The Fuga is also used as an uplevel taxi in Japan.

Mitsuoka Motors, a small Japanese automobile company, uses the Nissan Fuga as a base for their Galue-III luxury sedan which has been produced since 2005.

Equipment
Aluminium is used in the body, hood, trunk lid and door internal structure to reduce weight. The front suspension uses a double wishbone setup, also to reduce unsprung weight, and to improve vehicle handling. This type of suspension was previously used on the Cedric/Gloria until 1983, when that platform began to use MacPherson struts for the front suspension, but still uses the multilink rear suspension which was introduced on the Cedric/Gloria in 1979. The Fuga uses aluminum alloy extensively in both the front and rear suspension components.

The GT sports package includes Nissan's 4WS version of HICAS to improve stability and handling, taking advantage of the 53:47 weight distribution.

A driver aid system used in Japan, called Distance Control Assistance, pushes the gas pedal against the foot when the DVD navigation with GPS determines that an unsafe speed is being maintained. If the Autonomous cruise control system is being used, the Distance Control Assistance will reduce speed automatically, and will warn the driver that an adjustment is being made with an audible bell sound.

Body styles

Engines

Specifications

Marketing
When the Fuga was first introduced for sale October 14, 2004 the advertising campaign used a musical work in the fugue style. The work is titled "Vortex", composed and arranged by Akihiko Matsumoto, and was specially commissioned for Nissan. The music was played in three movements by a full orchestra for 7 minutes and 42 seconds, and a recording was given to dealers in Japan as a promotional DVD-CD gift for customers called "Fuga The Movie and Premium Soundtrack", free of charge.

The DVD and CD package was not available for private sale, with the DVD providing a gallery of images, and descriptions of key technologies such as how the adaptive cruise control functions, various safety technologies like the Blind Spot camera, which is a camera installed on the passenger side side view mirror displaying a view of the curb on the in-dash monitor, and a movie with the Fuga on a mountain road, using the "Vortex" soundtrack. The DVD is recorded in Dolby 5.1 surround sound.

Second generation (Y51; 2009)

The second generation Nissan Fuga, introduced as the Infiniti M, was previewed at the 2009 Pebble Beach Concours d'Elegance. The new Fuga debuted at the 2009 Tokyo Motor Show. The production version went on sale across Japan starting on December 21, 2009. It is sold in overseas markets under the Infiniti nameplate as the third-generation M (M37/M56/35h/30d). The second generation Fuga's body design (styled by Hideo Komuro in 2007), took on a more organic look. and was a resurrection of a 1960s and 1970s appearance called "coke bottle styling" that was used on the 1970s Nissan Cedric and Nissan Gloria.

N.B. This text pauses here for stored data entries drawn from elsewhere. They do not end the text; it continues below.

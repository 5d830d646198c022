use std::time::Duration;

use async_channel::{TrySendError, bounded};
use chrono::Utc;
use tokio::signal;
use tokio::time::{Instant, sleep_until};
use toaster::clock::SystemClock;
use toaster::surface::headless::HeadlessSurface;
use toaster::surface::{Interaction, NodeId, TransitionId};
use toaster::telemetry::init_tracing;
use toaster::{ClearOptions, NotificationService, Result, SettingsOverrides};
use tracing::{info, warn};

use super::cli::Cli;

const EVENT_QUEUE_BOUND: usize = 64;
const REFRESH_INTERVAL: Duration = Duration::from_millis(100);

type Service = NotificationService<HeadlessSurface, SystemClock>;

pub async fn run(cli: Cli) -> Result<()> {
    init_tracing(cli.log_filter.as_deref(), cli.json_logs)?;

    let global = SettingsOverrides::load(cli.config.as_deref())?;
    let mut service = NotificationService::new(HeadlessSurface::new());
    service.configure(global);

    let (tx, rx) = bounded(EVENT_QUEUE_BOUND);
    service.subscribe(move |event| match serde_json::to_string(event) {
        Ok(line) => match tx.try_send(line) {
            Ok(()) | Err(TrySendError::Closed(_)) => {}
            Err(TrySendError::Full(_)) => {
                warn!(toast_id = %event.toast_id, "event queue full; dropping event");
            }
        },
        Err(err) => warn!(toast_id = %event.toast_id, error = %err, "failed to encode event"),
    });
    let printer = tokio::spawn(async move {
        while let Ok(line) = rx.recv().await {
            println!("{line}");
        }
    });

    let per_call = SettingsOverrides {
        timeout: cli.timeout,
        close_button: cli.close_button.then_some(true),
        progress_bar: cli.progress_bar.then_some(true),
        prevent_duplicates: cli.prevent_duplicates.then_some(true),
        ..SettingsOverrides::default()
    };
    let mut newest = None;
    for message in &cli.messages {
        let handle = service.notify(
            cli.kind,
            Some(message.as_str()),
            cli.title.as_deref(),
            Some(per_call.clone()),
        );
        if handle.is_displayed() {
            newest = handle.node;
        }
    }

    drive(&mut service, newest, cli.click_after).await;

    drop(service);
    if let Err(err) = printer.await {
        warn!(error = %err, "event printer terminated unexpectedly");
    }
    Ok(())
}

/// Run the service in real time until every toast is gone.
async fn drive(service: &mut Service, click_target: Option<NodeId>, click_after: Option<Duration>) {
    let started = Instant::now();
    let mut click_at = click_target.zip(click_after.map(|delay| started + delay));
    let mut transitions: Vec<(Instant, TransitionId)> = Vec::new();
    let mut interrupted = false;

    loop {
        collect_transitions(service, &mut transitions);
        if service.active_toasts().next().is_none() {
            break;
        }

        let mut wake = Instant::now() + REFRESH_INTERVAL;
        if let Some(deadline) = service.next_deadline() {
            let until = (deadline - Utc::now()).to_std().unwrap_or_default();
            wake = wake.min(Instant::now() + until);
        }
        if let Some(earliest) = transitions.iter().map(|(at, _)| *at).min() {
            wake = wake.min(earliest);
        }
        if let Some((_, at)) = click_at {
            wake = wake.min(at);
        }

        tokio::select! {
            biased;
            _ = signal::ctrl_c(), if !interrupted => {
                info!("interrupt received, clearing toasts");
                interrupted = true;
                service.clear(None, ClearOptions::forced());
            }
            () = sleep_until(wake) => {}
        }

        let now = Instant::now();
        if let Some((node, at)) = click_at {
            if at <= now {
                click_at = None;
                service.interact(node, Interaction::Click);
            }
        }
        let (due, pending): (Vec<_>, Vec<_>) =
            transitions.into_iter().partition(|(at, _)| *at <= now);
        transitions = pending;
        for (_, transition) in due {
            service.animation_complete(transition);
        }
        service.tick();
    }
}

fn collect_transitions(service: &mut Service, transitions: &mut Vec<(Instant, TransitionId)>) {
    let now = Instant::now();
    transitions.extend(
        service
            .backend_mut()
            .take_running()
            .into_iter()
            .map(|running| (now + running.transition.duration, running.id)),
    );
}
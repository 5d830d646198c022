//! The shared parent node holding every toast for one container identifier.

use tracing::warn;

use crate::config::Settings;
use crate::surface::{Insert, NodeId, NodeSpec, RenderSurface};

/// Look up the container for `settings.container_id`, creating it under
/// `settings.target` when asked to.
///
/// A missing target is logged and yields `None`; nothing can be shown until
/// the target exists.
pub fn get<S>(surface: &mut S, settings: &Settings, create_if_missing: bool) -> Option<NodeId>
where
    S: RenderSurface + ?Sized,
{
    if let Some(existing) = surface.find_by_id(&settings.container_id) {
        return Some(existing);
    }
    if !create_if_missing {
        return None;
    }
    let Some(target) = surface.find_target(&settings.target) else {
        warn!(
            target_selector = %settings.target,
            container_id = %settings.container_id,
            "toast container target not found"
        );
        return None;
    };

    let container = surface.create(NodeSpec {
        id: Some(settings.container_id.clone()),
        classes: vec![settings.position_class.clone()],
        ..NodeSpec::default()
    });
    surface.insert(target, container, Insert::Back);
    Some(container)
}

/// Detach `child` from `container` and destroy the container when that
/// leaves it empty. Returns `true` when the container was destroyed.
pub fn remove_child<S>(surface: &mut S, container: NodeId, child: NodeId) -> bool
where
    S: RenderSurface + ?Sized,
{
    if surface.parent(child) == Some(container) {
        surface.detach(child);
    }
    if surface.children(container).is_empty() {
        surface.destroy(container);
        return true;
    }
    false
}

#[cfg(test)]
mod tests {
    use super::{get, remove_child};
    use crate::config::Settings;
    use crate::surface::headless::HeadlessSurface;
    use crate::surface::{Insert, NodeSpec, RenderSurface};

    #[test]
    fn container_is_created_once_and_tagged_with_position() {
        let mut surface = HeadlessSurface::new();
        let settings = Settings::default();

        assert_eq!(get(&mut surface, &settings, false), None);
        let Some(created) = get(&mut surface, &settings, true) else {
            panic!("container should be created under body");
        };
        assert_eq!(get(&mut surface, &settings, true), Some(created));
        assert!(
            surface
                .node(created)
                .is_some_and(|n| n.has_class("toast-top-right"))
        );
        assert_eq!(surface.parent(created), Some(surface.root()));
    }

    #[test]
    fn missing_target_leaves_no_container() {
        let mut surface = HeadlessSurface::new();
        let settings = Settings {
            target: "#missing".to_string(),
            ..Settings::default()
        };
        assert_eq!(get(&mut surface, &settings, true), None);
    }

    #[test]
    fn last_child_removal_destroys_the_container() {
        let mut surface = HeadlessSurface::new();
        let Some(container) = get(&mut surface, &Settings::default(), true) else {
            panic!("container should be created");
        };
        let first = surface.create(NodeSpec::default());
        let second = surface.create(NodeSpec::default());
        surface.insert(container, first, Insert::Back);
        surface.insert(container, second, Insert::Back);

        assert!(!remove_child(&mut surface, container, first));
        assert!(surface.is_attached(container));
        assert!(remove_child(&mut surface, container, second));
        assert!(!surface.is_attached(container));
        assert!(surface.node(container).is_none());
    }
}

The Y51 series Infiniti M / Nissan Fuga introduced November 2009 is only  shorter than the F50 series Nissan Cima, with the same width dimensions of  and height of  compared to the Cima's of  height. In August 2010, the Fuga became Nissan's flagship with the announcement of the cancellation of the Nissan Cima and the Nissan President. The Fuga is  shorter than the Nissan President, and the Fuga has a longer wheelbase at , compared to the wheelbase on the President and Cima at . When the Fuga assumed the role as flagship sedan of Nissan Japan August 2010, it became the first time that Nissan didn't sell a premium luxury V8 sedan in Japan; the Fuga's North American cousin, the Infiniti M56, is offered with a V8 shared with the Infiniti QX56.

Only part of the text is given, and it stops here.